Het college heeft ter zitting aangegeven dat het in de zienswijzeperiode, die liep tot en met 8 juni 2016, geen zienswijzen van eisers heeft ontvangen. De per e-mail verzonden en op 16 juni 2016 ontvangen zienswijze is de enige zienswijze die zij van eisers heeft ontvangen.
3.3
De rechtbank overweegt dat volgens vaste jurisprudentie van de Afdeling bestuursrechtspraak van de Raad van State het aan een indiener van een stuk is om het tijdstip van ontvangst van een poststuk aannemelijk te maken.
Eisers hebben een verklaring van de secretaresse van eiser [naam eiser 2] overgelegd.
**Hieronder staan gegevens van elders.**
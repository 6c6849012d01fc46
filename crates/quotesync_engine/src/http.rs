//! HTTP gateway implementation.
//!
//! This module provides an HTTP-based gateway for the sync engine.
//! The actual HTTP client is abstracted via a trait to allow different
//! implementations (reqwest, hyper, etc.).

use crate::error::{SyncError, SyncResult};
use crate::gateway::RemoteGateway;
use parking_lot::RwLock;
use quotesync_protocol::{
    ErrorKind, ErrorResponse, PullRequest, PullResponse, PushOutcome, PushRequest, PushResponse,
    QuotationDocument,
};
use std::future::Future;
use std::sync::atomic::{AtomicBool, Ordering};

/// Path of the push endpoint.
pub const PUSH_ENDPOINT: &str = "/quotations/push";
/// Path of the pull endpoint.
pub const PULL_ENDPOINT: &str = "/quotations/pull";

/// A raw HTTP response.
#[derive(Debug, Clone, PartialEq, Eq)]
pub struct HttpResponse {
    /// Status code.
    pub status: u16,
    /// Response body.
    pub body: Vec<u8>,
}

impl HttpResponse {
    /// Creates a response.
    pub fn new(status: u16, body: Vec<u8>) -> Self {
        Self { status, body }
    }
}

/// HTTP client abstraction.
///
/// Implement this trait to provide the actual HTTP transport.
/// An `Err` means the request never produced a response (connection
/// refused, DNS failure, reset); any response, even an error status, is `Ok`.
pub trait HttpClient: Send + Sync {
    /// Sends a POST request and returns the response.
    fn post(
        &self,
        url: &str,
        body: Vec<u8>,
    ) -> impl Future<Output = Result<HttpResponse, String>> + Send;
}

/// HTTP-based remote gateway.
///
/// Uses CBOR encoding for request/response bodies.
pub struct HttpGateway<C: HttpClient> {
    /// Base URL of the quotation service (e.g., "https://quotes.example.com").
    base_url: String,
    /// HTTP client implementation.
    client: C,
    /// Whether the last request reached the server.
    healthy: AtomicBool,
    /// Set once the gateway is closed.
    closed: AtomicBool,
    /// Last error message.
    last_error: RwLock<Option<String>>,
}

impl<C: HttpClient> HttpGateway<C> {
    /// Creates a new HTTP gateway.
    pub fn new(base_url: impl Into<String>, client: C) -> Self {
        Self {
            base_url: base_url.into(),
            client,
            healthy: AtomicBool::new(true),
            closed: AtomicBool::new(false),
            last_error: RwLock::new(None),
        }
    }

    /// Returns the base URL.
    pub fn base_url(&self) -> &str {
        &self.base_url
    }

    /// Returns the underlying client.
    pub fn client(&self) -> &C {
        &self.client
    }

    /// Returns the last error message.
    pub fn last_error(&self) -> Option<String> {
        self.last_error.read().clone()
    }

    /// Returns true if the gateway is open and the last request got a response.
    pub fn is_connected(&self) -> bool {
        !self.closed.load(Ordering::SeqCst) && self.healthy.load(Ordering::SeqCst)
    }

    /// Closes the gateway. Every later call fails with a fatal transport error.
    pub fn close(&self) {
        self.closed.store(true, Ordering::SeqCst);
    }

    fn set_error(&self, err: &str) {
        *self.last_error.write() = Some(err.to_string());
    }

    async fn post_cbor(&self, endpoint: &str, body: Vec<u8>) -> SyncResult<Vec<u8>> {
        if self.closed.load(Ordering::SeqCst) {
            return Err(SyncError::transport_fatal("gateway closed"));
        }

        let url = format!("{}{}", self.base_url, endpoint);
        let response = match self.client.post(&url, body).await {
            Ok(response) => response,
            Err(e) => {
                self.set_error(&e);
                self.healthy.store(false, Ordering::SeqCst);
                return Err(SyncError::transport_retryable(e));
            }
        };
        self.healthy.store(true, Ordering::SeqCst);

        if response.status == 200 {
            *self.last_error.write() = None;
            return Ok(response.body);
        }

        let err = error_from_response(&response);
        self.set_error(&err.to_string());
        Err(err)
    }
}

/// Maps a non-200 response onto the engine's error taxonomy.
fn error_from_response(response: &HttpResponse) -> SyncError {
    match ErrorResponse::decode(&response.body) {
        Ok(error) => match error.kind {
            ErrorKind::NotFound => SyncError::DocumentNotFound,
            // The server read the request and refused its payload; the
            // session keeps its edits and autosave stays armed.
            ErrorKind::Validation | ErrorKind::InvalidRequest => SyncError::Validation {
                message: error.message,
                violations: error.violations,
            },
            ErrorKind::Internal => SyncError::transport_retryable(error.message),
        },
        Err(_) if response.status >= 500 => {
            SyncError::transport_retryable(format!("server returned {}", response.status))
        }
        Err(e) => SyncError::Protocol(format!(
            "unexpected status {} with undecodable body: {}",
            response.status, e
        )),
    }
}

impl<C: HttpClient> RemoteGateway for HttpGateway<C> {
    async fn push(&self, request: &PushRequest) -> SyncResult<PushOutcome> {
        let body = request.encode()?;
        let bytes = self.post_cbor(PUSH_ENDPOINT, body).await?;
        Ok(PushResponse::decode(&bytes)?.into_outcome())
    }

    async fn pull(&self, request: &PullRequest) -> SyncResult<QuotationDocument> {
        let body = request.encode()?;
        let bytes = self.post_cbor(PULL_ENDPOINT, body).await?;
        Ok(PullResponse::decode(&bytes)?.into_document())
    }
}

/// Trait for servers that can handle loopback requests.
pub trait LoopbackServer: Send + Sync {
    /// Handles a POST request and returns `(status, body)`.
    fn handle_post(&self, path: &str, body: &[u8]) -> (u16, Vec<u8>);
}

/// A loopback HTTP client that routes requests directly to a server.
///
/// Useful for testing without actual network overhead. Reachability can be
/// toggled to simulate the network going away.
pub struct LoopbackClient<S: LoopbackServer> {
    server: S,
    reachable: AtomicBool,
}

impl<S: LoopbackServer> LoopbackClient<S> {
    /// Creates a new loopback client connected to the given server.
    pub fn new(server: S) -> Self {
        Self {
            server,
            reachable: AtomicBool::new(true),
        }
    }

    /// Makes the server reachable or unreachable.
    pub fn set_reachable(&self, reachable: bool) {
        self.reachable.store(reachable, Ordering::SeqCst);
    }

    /// Returns the wrapped server.
    pub fn server(&self) -> &S {
        &self.server
    }
}

impl<S: LoopbackServer> HttpClient for LoopbackClient<S> {
    async fn post(&self, url: &str, body: Vec<u8>) -> Result<HttpResponse, String> {
        if !self.reachable.load(Ordering::SeqCst) {
            return Err("connection refused".into());
        }
        let (status, body) = self.server.handle_post(url_path(url), &body);
        Ok(HttpResponse::new(status, body))
    }
}

/// Extracts the path component of an absolute or relative URL.
fn url_path(url: &str) -> &str {
    match url.find("://") {
        Some(scheme_end) => {
            let rest = &url[scheme_end + 3..];
            rest.find('/').map(|i| &rest[i..]).unwrap_or("/")
        }
        None => url,
    }
}

#[cfg(test)]
mod tests {
    use super::*;
    use quotesync_protocol::{DocumentId, FieldViolation, Payload};

    struct TestServer {
        status: u16,
        body: Vec<u8>,
    }

    impl LoopbackServer for TestServer {
        fn handle_post(&self, _path: &str, _body: &[u8]) -> (u16, Vec<u8>) {
            (self.status, self.body.clone())
        }
    }

    fn gateway(status: u16, body: Vec<u8>) -> HttpGateway<LoopbackClient<TestServer>> {
        HttpGateway::new(
            "https://quotes.example.com",
            LoopbackClient::new(TestServer { status, body }),
        )
    }

    fn push_request() -> PushRequest {
        PushRequest::new(DocumentId::new(), Payload::new(), 0)
    }

    #[test]
    fn path_extraction() {
        assert_eq!(url_path("https://quotes.example.com/quotations/push"), "/quotations/push");
        assert_eq!(url_path("memory:///quotations/pull"), "/quotations/pull");
        assert_eq!(url_path("https://quotes.example.com"), "/");
        assert_eq!(url_path("/quotations/push"), "/quotations/push");
    }

    #[tokio::test]
    async fn accepted_push() {
        let doc = QuotationDocument::new(DocumentId::new(), Payload::new()).with_version(1);
        let gateway = gateway(200, PushResponse::accepted(&doc).encode().unwrap());
        assert_eq!(gateway.base_url(), "https://quotes.example.com");

        let outcome = gateway.push(&push_request()).await.unwrap();
        assert_eq!(
            outcome,
            PushOutcome::Accepted {
                new_version: 1,
                updated_at: doc.updated_at
            }
        );
        assert!(gateway.is_connected());
    }

    #[tokio::test]
    async fn validation_error() {
        let body = ErrorResponse::validation(vec![FieldViolation::new("price", "must not be negative")])
            .encode()
            .unwrap();
        let gateway = gateway(422, body);

        match gateway.push(&push_request()).await {
            Err(SyncError::Validation { violations, .. }) => {
                assert_eq!(violations[0].field, "price");
            }
            other => panic!("expected validation error, got {other:?}"),
        }
        assert!(gateway.last_error().is_some());
    }

    #[tokio::test]
    async fn invalid_request_is_not_a_transport_failure() {
        let body = ErrorResponse::new(ErrorKind::InvalidRequest, "Too many fields: 3 > 2")
            .encode()
            .unwrap();
        let gateway = gateway(400, body);

        let err = gateway.push(&push_request()).await.unwrap_err();
        assert!(matches!(err, SyncError::Validation { .. }));
        assert!(!err.is_transport());
        assert!(!err.is_retryable());
        assert!(gateway.is_connected());
    }

    #[tokio::test]
    async fn unreachable_server_is_retryable() {
        let gateway = gateway(200, Vec::new());
        gateway.client.set_reachable(false);

        let err = gateway.push(&push_request()).await.unwrap_err();
        assert!(err.is_retryable());
        assert!(!gateway.is_connected());
    }

    #[tokio::test]
    async fn closed_gateway_is_fatal() {
        let gateway = gateway(200, Vec::new());
        gateway.close();

        let err = gateway.pull(&PullRequest::new(DocumentId::new())).await.unwrap_err();
        assert!(err.is_transport());
        assert!(!err.is_retryable());
    }

    #[tokio::test]
    async fn server_error_without_body_is_retryable() {
        let gateway = gateway(503, Vec::new());
        let err = gateway.push(&push_request()).await.unwrap_err();
        assert!(err.is_retryable());
    }

    #[tokio::test]
    async fn not_found() {
        let body = ErrorResponse::new(ErrorKind::NotFound, "document not found")
            .encode()
            .unwrap();
        let gateway = gateway(404, body);
        let err = gateway.pull(&PullRequest::new(DocumentId::new())).await.unwrap_err();
        assert!(matches!(err, SyncError::DocumentNotFound));
    }
}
Hierin geeft de secretaresse aan dat zij het desbetreffende stuk bij de overige te verzenden poststukken voor Falk Courier heeft gelegd en dat als er iets in het postvak achter zou zijn gebleven, dit de volgende werkdag zou zijn meegenomen. Eiser [naam eiser 2] heeft ter zitting – aan de hand van een feitenrelaas – toegelicht dat dit op 26 mei 2016 is geweest. Bewijsmiddelen– anders dan de verklaringen van de secretaresse en van eiser [naam eiser 2] – ter onderbouwing van deze gang van zaken ontbreken.
Naar het oordeel van de rechtbank is hetgeen eisers aldus hebben aangedragen onvoldoende om aannemelijk te achten dat de zienswijze rond 26 mei 2016 – binnen de zienswijzetermijn – door het college moet zijn ontvangen. De overgelegde e-mails van/aan andere indieners van zienswijzen en van Falk Courier maken dit niet anders, nu hieruit niet blijkt dat de zienswijze op 26 mei 2016 daadwerkelijk door Falk Courier is meegenomen en binnen de termijn bij het college is bezorgd. Voorts overweegt de rechtbank dat eisers hebben gekozen voor verzending via Falk Courier en niet per aangetekende post, waardoor geen bewijsmiddel voor verzending en bezorging aanwezig is. Deze keuze dient voor hun rekening en risico te blijven. De door eisers overgelegde verklaring van Falk Courier houdt geen bewijs in van verzending van de zienswijze van eisers én van bezorging daarvan binnen de daarvoor geldende termijn.
4. Gelet op het bovenstaande zal de rechtbank het beroep van eisers niet-ontvankelijk verklaren.
5. Voor een proceskostenveroordeling bestaat geen aanleiding.

Beslissing

De rechtbank verklaart het beroep niet-ontvankelijk.
Deze uitspraak is gedaan door mr. G.M.J. Kok, voorzitter, en mr. R.P. Broeders en mr. S. Ketelaars-Mast, leden, in aanwezigheid van drs. A. Lemaire, griffier. De beslissing is in het openbaar uitgesproken op 18 april 2017.
griffier voorzitter
Afschrift verzonden aan partijen op:

Rechtsmiddel

Tegen deze uitspraak kan binnen zes weken na de dag van verzending daarvan hoger beroep worden ingesteld bij de Afdeling bestuursrechtspraak van de Raad van State.